>>>
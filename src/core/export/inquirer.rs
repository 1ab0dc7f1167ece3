//! Inquiry: turning candidate concept types into running workers

use super::worker::{Worker, WorkerFeed};
use crate::adapters::traits::{ConceptSource, ReadOutcome};
use crate::domain::{ConceptType, SourceError, TransactionId};
use std::sync::Arc;

/// Creates one worker per concept type and starts feeding them
pub trait Inquirer: Send + Sync {
    /// Returns the workers immediately; reads continue in the background
    ///
    /// Must be called from within a tokio runtime.
    fn inquire(&self, candidates: &[ConceptType], tid: &TransactionId) -> Vec<Arc<Worker>>;
}

/// [`Inquirer`] that reads each concept type from a [`ConceptSource`]
///
/// Reads run one after another on a single background task. Each worker's
/// error sender is dropped as soon as that worker's outcome is known, so the
/// error channel closes whether or not an error was reported.
pub struct SourceInquirer {
    source: Arc<dyn ConceptSource>,
}

impl SourceInquirer {
    pub fn new(source: Arc<dyn ConceptSource>) -> Self {
        Self { source }
    }
}

impl Inquirer for SourceInquirer {
    fn inquire(&self, candidates: &[ConceptType], tid: &TransactionId) -> Vec<Arc<Worker>> {
        let (workers, feeds): (Vec<Arc<Worker>>, Vec<WorkerFeed>) = candidates
            .iter()
            .map(|concept_type| Worker::new(concept_type.clone()))
            .unzip();

        let pending: Vec<(Arc<Worker>, WorkerFeed)> =
            workers.iter().cloned().zip(feeds).collect();
        let source = Arc::clone(&self.source);
        let tid = tid.clone();
        let candidates: Vec<String> = candidates.iter().map(ToString::to_string).collect();

        tokio::spawn(async move {
            tracing::info!(
                transaction_id = %tid,
                concept_types = ?candidates,
                "Starting reading concepts from Neo4j"
            );

            for (worker, feed) in pending {
                read_into(source.as_ref(), &worker, feed, &tid).await;
            }

            tracing::info!(transaction_id = %tid, "Finished Neo4j read");
        });

        workers
    }
}

async fn read_into(
    source: &dyn ConceptSource,
    worker: &Worker,
    feed: WorkerFeed,
    tid: &TransactionId,
) {
    let WorkerFeed { records, errors } = feed;
    let concept_type = worker.concept_type();

    let failure = match source.read(concept_type, records).await {
        Ok(ReadOutcome::Found(count)) => {
            tracing::info!(
                transaction_id = %tid,
                concept_type = %concept_type,
                count,
                "Found concepts"
            );
            worker.set_count(count);
            None
        }
        Ok(ReadOutcome::Empty) => Some(
            SourceError::EmptyResult {
                concept_type: concept_type.to_string(),
            }
            .into(),
        ),
        Err(e) => Some(e),
    };

    if let Some(error) = failure {
        tracing::error!(
            transaction_id = %tid,
            concept_type = %concept_type,
            error = %error,
            "Reading concept type failed"
        );
        if errors.send(error).await.is_err() {
            tracing::debug!(concept_type = %concept_type, "Worker no longer listening for errors");
        }
    }
}

#[cfg(test)]
mod tests {
    use super::*;
    use crate::core::export::job::State;
    use crate::core::export::worker::{FanIn, Signal};
    use crate::domain::concept::DEFAULT_API_BASE_URL;
    use crate::domain::{Concept, ExporterError, Result};
    use async_trait::async_trait;
    use std::collections::HashMap;
    use tokio::sync::mpsc;

    /// Source answering from a fixed table; unknown types fail
    struct TableSource {
        table: HashMap<String, usize>,
    }

    #[async_trait]
    impl ConceptSource for TableSource {
        async fn read(
            &self,
            concept_type: &ConceptType,
            sink: mpsc::Sender<Concept>,
        ) -> Result<ReadOutcome> {
            let count = *self.table.get(concept_type.as_str()).ok_or_else(|| {
                ExporterError::from(SourceError::QueryFailed("no such label".to_string()))
            })?;
            if count == 0 {
                return Ok(ReadOutcome::Empty);
            }
            tokio::spawn(async move {
                for i in 0..count {
                    let concept =
                        Concept::new(DEFAULT_API_BASE_URL, format!("uuid-{i}"), "label", vec![]);
                    if sink.send(concept).await.is_err() {
                        break;
                    }
                }
            });
            Ok(ReadOutcome::Found(count))
        }
    }

    fn inquirer(entries: &[(&str, usize)]) -> SourceInquirer {
        let table = entries.iter().map(|(k, v)| (k.to_string(), *v)).collect();
        SourceInquirer::new(Arc::new(TableSource { table }))
    }

    fn types(names: &[&str]) -> Vec<ConceptType> {
        names.iter().map(|n| ConceptType::new(*n).unwrap()).collect()
    }

    async fn drain(worker: &Worker) -> (usize, Option<ExporterError>) {
        let mut signals = FanIn::new(worker.take_channels().unwrap());
        let mut received = 0;
        loop {
            match signals.next().await {
                Signal::Record(_) => received += 1,
                Signal::SourceError(e) => return (received, Some(e)),
                Signal::Done => return (received, None),
            }
        }
    }

    #[tokio::test]
    async fn test_inquire_returns_workers_in_order() {
        let tid = TransactionId::generate();
        let workers = inquirer(&[("Brand", 1), ("Person", 1)])
            .inquire(&types(&["Brand", "Person"]), &tid);

        assert_eq!(workers.len(), 2);
        assert_eq!(workers[0].concept_type().as_str(), "Brand");
        assert_eq!(workers[1].concept_type().as_str(), "Person");
        assert!(workers.iter().all(|w| w.status() == State::Starting));
    }

    #[tokio::test]
    async fn test_inquire_streams_and_sets_count() {
        let tid = TransactionId::generate();
        let workers = inquirer(&[("Brand", 3)]).inquire(&types(&["Brand"]), &tid);

        let (received, error) = drain(&workers[0]).await;
        assert_eq!(received, 3);
        assert!(error.is_none());
        assert_eq!(workers[0].count(), 3);
    }

    #[tokio::test]
    async fn test_inquire_reports_empty_result() {
        let tid = TransactionId::generate();
        let workers = inquirer(&[("Organisation", 0)]).inquire(&types(&["Organisation"]), &tid);

        let (received, error) = drain(&workers[0]).await;
        assert_eq!(received, 0);
        assert_eq!(
            error.unwrap().to_string(),
            "Reading Organisation concept type from Neo4j returned empty result"
        );
        assert_eq!(workers[0].count(), 0);
    }

    #[tokio::test]
    async fn test_inquire_failure_does_not_stop_other_types() {
        let tid = TransactionId::generate();
        let workers =
            inquirer(&[("Brand", 2)]).inquire(&types(&["Location", "Brand"]), &tid);

        let (_, error) = drain(&workers[0]).await;
        assert!(matches!(
            error,
            Some(ExporterError::Source(SourceError::QueryFailed(_)))
        ));

        let (received, error) = drain(&workers[1]).await;
        assert_eq!(received, 2);
        assert!(error.is_none());
    }
}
<<<
# YOUR GOAL
Give back the data exactly.

# RESULT FOR THIS EXERCISE
filename src/core/export/inquirer.rs
repository 1ab0dc7f1167ece3
//! Inquiry: turning candidate concept types into running workers

use super::worker::{Worker, WorkerFeed};
use crate::adapters::traits::{ConceptSource, ReadOutcome};
use crate::domain::{ConceptType, SourceError, TransactionId};
use std::sync::Arc;

/// Creates one worker per concept type and starts feeding them
pub trait Inquirer: Send + Sync {
    /// Returns the workers immediately; reads continue in the background
    ///
    /// Must be called from within a tokio runtime.
    fn inquire(&self, candidates: &[ConceptType], tid: &TransactionId) -> Vec<Arc<Worker>>;
}

/// [`Inquirer`] that reads each concept type from a [`ConceptSource`]
///
/// Reads run one after another on a single background task. Each worker's
/// error sender is dropped as soon as that worker's outcome is known, so the
/// error channel closes whether or not an error was reported.
pub struct SourceInquirer {
    source: Arc<dyn ConceptSource>,
}

impl SourceInquirer {
    pub fn new(source: Arc<dyn ConceptSource>) -> Self {
        Self { source }
    }
}

impl Inquirer for SourceInquirer {
    fn inquire(&self, candidates: &[ConceptType], tid: &TransactionId) -> Vec<Arc<Worker>> {
        let (workers, feeds): (Vec<Arc<Worker>>, Vec<WorkerFeed>) = candidates
            .iter()
            .map(|concept_type| Worker::new(concept_type.clone()))
            .unzip();

        let pending: Vec<(Arc<Worker>, WorkerFeed)> =
            workers.iter().cloned().zip(feeds).collect();
        let source = Arc::clone(&self.source);
        let tid = tid.clone();
        let candidates: Vec<String> = candidates.iter().map(ToString::to_string).collect();

        tokio::spawn(async move {
            tracing::info!(
                transaction_id = %tid,
                concept_types = ?candidates,
                "Starting reading concepts from Neo4j"
            );

            for (worker, feed) in pending {
                read_into(source.as_ref(), &worker, feed, &tid).await;
            }

            tracing::info!(transaction_id = %tid, "Finished Neo4j read");
        });

        workers
    }
}

async fn read_into(
    source: &dyn ConceptSource,
    worker: &Worker,
    feed: WorkerFeed,
    tid: &TransactionId,
) {
    let WorkerFeed { records, errors } = feed;
    let concept_type = worker.concept_type();

    let failure = match source.read(concept_type, records).await {
        Ok(ReadOutcome::Found(count)) => {
            tracing::info!(
                transaction_id = %tid,
                concept_type = %concept_type,
                count,
                "Found concepts"
            );
            worker.set_count(count);
            None
        }
        Ok(ReadOutcome::Empty) => Some(
            SourceError::EmptyResult {
                concept_type: concept_type.to_string(),
            }
            .into(),
        ),
        Err(e) => Some(e),
    };

    if let Some(error) = failure {
        tracing::error!(
            transaction_id = %tid,
            concept_type = %concept_type,
            error = %error,
            "Reading concept type failed"
        );
        if errors.send(error).await.is_err() {
            tracing::debug!(concept_type = %concept_type, "Worker no longer listening for errors");
        }
    }
}

#[cfg(test)]
mod tests {
    use super::*;
    use crate::core::export::job::State;
    use crate::core::export::worker::{FanIn, Signal};
    use crate::domain::concept::DEFAULT_API_BASE_URL;
    use crate::domain::{Concept, ExporterError, Result};
    use async_trait::async_trait;
    use std::collections::HashMap;
    use tokio::sync::mpsc;

    /// Source answering from a fixed table; unknown types fail
    struct TableSource {
        table: HashMap<String, usize>,
    }

    #[async_trait]
    impl ConceptSource for TableSource {
        async fn read(
            &self,
            concept_type: &ConceptType,
            sink: mpsc::Sender<Concept>,
        ) -> Result<ReadOutcome> {
            let count = *self.table.get(concept_type.as_str()).ok_or_else(|| {
                ExporterError::from(SourceError::QueryFailed("no such label".to_string()))
            })?;
            if count == 0 {
                return Ok(ReadOutcome::Empty);
            }
            tokio::spawn(async move {
                for i in 0..count {
                    let concept =
                        Concept::new(DEFAULT_API_BASE_URL, format!("uuid-{i}"), "label", vec![]);
                    if sink.send(concept).await.is_err() {
                        break;
                    }
                }
            });
            Ok(ReadOutcome::Found(count))
        }
    }

    fn inquirer(entries: &[(&str, usize)]) -> SourceInquirer {
        let table = entries.iter().map(|(k, v)| (k.to_string(), *v)).collect();
        SourceInquirer::new(Arc::new(TableSource { table }))
    }

    fn types(names: &[&str]) -> Vec<ConceptType> {
        names.iter().map(|n| ConceptType::new(*n).unwrap()).collect()
    }

    async fn drain(worker: &Worker) -> (usize, Option<ExporterError>) {
        let mut signals = FanIn::new(worker.take_channels().unwrap());
        let mut received = 0;
        loop {
            match signals.next().await {
                Signal::Record(_) => received += 1,
                Signal::SourceError(e) => return (received, Some(e)),
                Signal::Done => return (received, None),
            }
        }
    }

    #[tokio::test]
    async fn test_inquire_returns_workers_in_order() {
        let tid = TransactionId::generate();
        let workers = inquirer(&[("Brand", 1), ("Person", 1)])
            .inquire(&types(&["Brand", "Person"]), &tid);

        assert_eq!(workers.len(), 2);
        assert_eq!(workers[0].concept_type().as_str(), "Brand");
        assert_eq!(workers[1].concept_type().as_str(), "Person");
        assert!(workers.iter().all(|w| w.status() == State::Starting));
    }

    #[tokio::test]
    async fn test_inquire_streams_and_sets_count() {
        let tid = TransactionId::generate();
        let workers = inquirer(&[("Brand", 3)]).inquire(&types(&["Brand"]), &tid);

        let (received, error) = drain(&workers[0]).await;
        assert_eq!(received, 3);
        assert!(error.is_none());
        assert_eq!(workers[0].count(), 3);
    }

    #[tokio::test]
    async fn test_inquire_reports_empty_result() {
        let tid = TransactionId::generate();
        let workers = inquirer(&[("Organisation", 0)]).inquire(&types(&["Organisation"]), &tid);

        let (received, error) = drain(&workers[0]).await;
        assert_eq!(received, 0);
        assert_eq!(
            error.unwrap().to_string(),
            "Reading Organisation concept type from Neo4j returned empty result"
        );
        assert_eq!(workers[0].count(), 0);
    }

    #[tokio::test]
    async fn test_inquire_failure_does_not_stop_other_types() {
        let tid = TransactionId::generate();
        let workers =
            inquirer(&[("Brand", 2)]).inquire(&types(&["Location", "Brand"]), &tid);

        let (_, error) = drain(&workers[0]).await;
        assert!(matches!(
            error,
            Some(ExporterError::Source(SourceError::QueryFailed(_)))
        ));

        let (received, error) = drain(&workers[1]).await;
        assert_eq!(received, 2);
        assert!(error.is_none());
    }
}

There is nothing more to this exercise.